• _YOUR INSTRUCTIONS_
Filter the listing below down to the lines holding the word "Error", and copy those lines.

-- Opening Marker --

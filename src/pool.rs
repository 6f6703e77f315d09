//! Grammar pool
//!
//! A [`GrammarPool`] caches compiled grammars so that documents using the
//! same DTD root or schema target namespace do not recompile them. It is
//! the one object shared between concurrent validation sessions: the
//! key-to-grammar map sits behind a lock, while the grammars themselves are
//! immutable and handed out as `Arc<Grammar>`.

use std::collections::HashMap;
use std::sync::atomic::{AtomicBool, Ordering};
use std::sync::{Arc, RwLock, RwLockReadGuard, RwLockWriteGuard};

use crate::error::{Error, Result};
use crate::validators::{Grammar, GrammarDescription, GrammarKind};

/// Partition key of a description: kind plus root name or target namespace
#[derive(Debug, Clone, PartialEq, Eq, Hash)]
struct PoolKey {
    kind: GrammarKind,
    key: Option<String>,
}

impl PoolKey {
    fn of(description: &GrammarDescription) -> Self {
        Self {
            kind: description.kind(),
            key: description.key().map(String::from),
        }
    }
}

/// Thread-safe cache of compiled grammars
#[derive(Debug, Default)]
pub struct GrammarPool {
    grammars: RwLock<HashMap<PoolKey, Arc<Grammar>>>,
    locked: AtomicBool,
}

impl GrammarPool {
    /// Create an empty pool
    pub fn new() -> Self {
        Self::default()
    }

    fn read(&self) -> Result<RwLockReadGuard<'_, HashMap<PoolKey, Arc<Grammar>>>> {
        self.grammars
            .read()
            .map_err(|_| Error::Internal("grammar pool lock poisoned".to_string()))
    }

    fn write(&self) -> Result<RwLockWriteGuard<'_, HashMap<PoolKey, Arc<Grammar>>>> {
        self.grammars
            .write()
            .map_err(|_| Error::Internal("grammar pool lock poisoned".to_string()))
    }

    /// Store a grammar, replacing any grammar with the same key.
    ///
    /// Ignored while the pool is locked.
    pub fn put_grammar(&self, grammar: Arc<Grammar>) -> Result<()> {
        if self.is_locked() {
            tracing::debug!(grammar = %grammar.description(), "pool locked, put ignored");
            return Ok(());
        }
        let key = PoolKey::of(grammar.description());
        tracing::debug!(grammar = %grammar.description(), "put grammar");
        self.write()?.insert(key, grammar);
        Ok(())
    }

    /// Look up the grammar for a description
    pub fn get_grammar(&self, description: &GrammarDescription) -> Result<Option<Arc<Grammar>>> {
        let grammars = self.read()?;
        let found = grammars
            .get(&PoolKey::of(description))
            .filter(|grammar| grammar.description() == description)
            .cloned();
        tracing::debug!(grammar = %description, hit = found.is_some(), "get grammar");
        Ok(found)
    }

    /// Remove and return the grammar for a description
    pub fn remove_grammar(&self, description: &GrammarDescription) -> Result<Option<Arc<Grammar>>> {
        let mut grammars = self.write()?;
        let key = PoolKey::of(description);
        let matches = grammars
            .get(&key)
            .map_or(false, |grammar| grammar.description() == description);
        let removed = if matches { grammars.remove(&key) } else { None };
        tracing::debug!(grammar = %description, removed = removed.is_some(), "remove grammar");
        Ok(removed)
    }

    /// Check if a grammar is cached for a description
    pub fn contains_grammar(&self, description: &GrammarDescription) -> Result<bool> {
        Ok(self
            .read()?
            .get(&PoolKey::of(description))
            .map_or(false, |grammar| grammar.description() == description))
    }

    /// All cached grammars of one kind
    pub fn retrieve_initial_grammar_set(&self, kind: GrammarKind) -> Result<Vec<Arc<Grammar>>> {
        Ok(self
            .read()?
            .iter()
            .filter(|(key, _)| key.kind == kind)
            .map(|(_, grammar)| Arc::clone(grammar))
            .collect())
    }

    /// Cache grammars of one kind; a grammar already cached for a key wins.
    ///
    /// Grammars of another kind are skipped. Ignored while the pool is locked.
    pub fn cache_grammars(&self, kind: GrammarKind, grammars: &[Arc<Grammar>]) -> Result<()> {
        if self.is_locked() {
            tracing::debug!(%kind, "pool locked, cache ignored");
            return Ok(());
        }
        let mut cached = self.write()?;
        for grammar in grammars.iter().filter(|g| g.kind() == kind) {
            cached
                .entry(PoolKey::of(grammar.description()))
                .or_insert_with(|| Arc::clone(grammar));
        }
        tracing::debug!(%kind, count = grammars.len(), "cache grammars");
        Ok(())
    }

    /// Return the cached grammar for a description, compiling and caching it
    /// when absent.
    ///
    /// `compile` runs without holding the pool lock; when two callers race,
    /// the first grammar cached wins and both get it back.
    pub fn get_or_compile<F>(&self, description: &GrammarDescription, compile: F) -> Result<Arc<Grammar>>
    where
        F: FnOnce() -> Result<Grammar>,
    {
        if let Some(grammar) = self.get_grammar(description)? {
            return Ok(grammar);
        }
        let compiled = Arc::new(compile()?);
        if compiled.description() != description {
            return Err(Error::Internal(format!(
                "compiled grammar {} does not match requested {}",
                compiled.description(),
                description
            )));
        }
        if self.is_locked() {
            return Ok(compiled);
        }
        let mut grammars = self.write()?;
        let grammar = grammars
            .entry(PoolKey::of(description))
            .or_insert_with(|| Arc::clone(&compiled));
        Ok(Arc::clone(grammar))
    }

    /// Number of cached grammars
    pub fn len(&self) -> Result<usize> {
        Ok(self.read()?.len())
    }

    /// Check if the pool is empty
    pub fn is_empty(&self) -> Result<bool> {
        Ok(self.read()?.is_empty())
    }

    /// Remove all grammars
    pub fn clear(&self) -> Result<()> {
        self.write()?.clear();
        tracing::debug!("grammar pool cleared");
        Ok(())
    }

    /// Make the pool read-only
    pub fn lock(&self) {
        self.locked.store(true, Ordering::SeqCst);
    }

    /// Make the pool writable again
    pub fn unlock(&self) {
        self.locked.store(false, Ordering::SeqCst);
    }

    /// Check if the pool is read-only
    pub fn is_locked(&self) -> bool {
        self.locked.load(Ordering::SeqCst)
    }
}

#[cfg(test)]
mod tests {
    use super::*;
    use crate::limits::Limits;
    use crate::validators::GrammarBuilder;

    fn schema(ns: Option<&str>) -> Arc<Grammar> {
        Arc::new(GrammarBuilder::schema(ns).compile(&Limits::default()).unwrap())
    }

    fn dtd(root: &str) -> Arc<Grammar> {
        Arc::new(GrammarBuilder::dtd(root).compile(&Limits::default()).unwrap())
    }

    #[test]
    fn test_put_get() {
        let pool = GrammarPool::new();
        let grammar = schema(Some("urn:a"));
        pool.put_grammar(Arc::clone(&grammar)).unwrap();
        pool.put_grammar(schema(Some("urn:b"))).unwrap();
        pool.put_grammar(dtd("urn:a")).unwrap();

        let found = pool.get_grammar(grammar.description()).unwrap().unwrap();
        assert!(Arc::ptr_eq(&found, &grammar));
        assert_eq!(pool.len().unwrap(), 3);
        assert!(pool
            .get_grammar(&GrammarDescription::schema(Some("urn:c")))
            .unwrap()
            .is_none());
    }

    #[test]
    fn test_no_namespace_slot() {
        let pool = GrammarPool::new();
        let first = schema(None);
        let second = schema(None);
        pool.put_grammar(first).unwrap();
        pool.put_grammar(Arc::clone(&second)).unwrap();

        assert_eq!(pool.len().unwrap(), 1);
        let found = pool.get_grammar(&GrammarDescription::schema(None)).unwrap().unwrap();
        assert!(Arc::ptr_eq(&found, &second));
        assert!(!pool.contains_grammar(&GrammarDescription::schema(Some(""))).unwrap());
    }

    #[test]
    fn test_remove_and_kinds() {
        let pool = GrammarPool::new();
        pool.put_grammar(schema(Some("urn:a"))).unwrap();
        pool.put_grammar(dtd("root")).unwrap();

        assert_eq!(pool.retrieve_initial_grammar_set(GrammarKind::Dtd).unwrap().len(), 1);
        assert_eq!(pool.retrieve_initial_grammar_set(GrammarKind::Schema).unwrap().len(), 1);

        let removed = pool.remove_grammar(&GrammarDescription::dtd("root")).unwrap();
        assert!(removed.is_some());
        assert!(!pool.contains_grammar(&GrammarDescription::dtd("root")).unwrap());
        assert!(pool.remove_grammar(&GrammarDescription::dtd("root")).unwrap().is_none());
    }

    #[test]
    fn test_cache_first_wins() {
        let pool = GrammarPool::new();
        let first = schema(Some("urn:a"));
        pool.cache_grammars(GrammarKind::Schema, &[Arc::clone(&first), dtd("x")])
            .unwrap();
        pool.cache_grammars(GrammarKind::Schema, &[schema(Some("urn:a"))])
            .unwrap();

        assert_eq!(pool.len().unwrap(), 1);
        let found = pool.get_grammar(first.description()).unwrap().unwrap();
        assert!(Arc::ptr_eq(&found, &first));
    }

    #[test]
    fn test_locked_pool() {
        let pool = GrammarPool::new();
        pool.lock();
        assert!(pool.is_locked());
        pool.put_grammar(schema(Some("urn:a"))).unwrap();
        pool.cache_grammars(GrammarKind::Schema, &[schema(Some("urn:b"))])
            .unwrap();
        assert!(pool.is_empty().unwrap());

        pool.unlock();
        pool.put_grammar(schema(Some("urn:a"))).unwrap();
        assert_eq!(pool.len().unwrap(), 1);
        pool.clear().unwrap();
        assert!(pool.is_empty().unwrap());
    }

    #[test]
    fn test_get_or_compile() {
        let pool = GrammarPool::new();
        let description = GrammarDescription::schema(Some("urn:a"));
        let mut compiled = 0;
        for _ in 0..3 {
            pool.get_or_compile(&description, || {
                compiled += 1;
                GrammarBuilder::schema(Some("urn:a")).compile(&Limits::default())
            })
            .unwrap();
        }
        assert_eq!(compiled, 1);

        let wrong = pool.get_or_compile(&GrammarDescription::dtd("r"), || {
            GrammarBuilder::dtd("other").compile(&Limits::default())
        });
        assert!(matches!(wrong, Err(Error::Internal(_))));
    }
}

-- Closing Marker --

• _ANSWER TO THIS EXERCISE_
use crate::error::{Error, Result};
            .map_err(|_| Error::Internal("grammar pool lock poisoned".to_string()))
            .map_err(|_| Error::Internal("grammar pool lock poisoned".to_string()))
            return Err(Error::Internal(format!(
        assert!(matches!(wrong, Err(Error::Internal(_))));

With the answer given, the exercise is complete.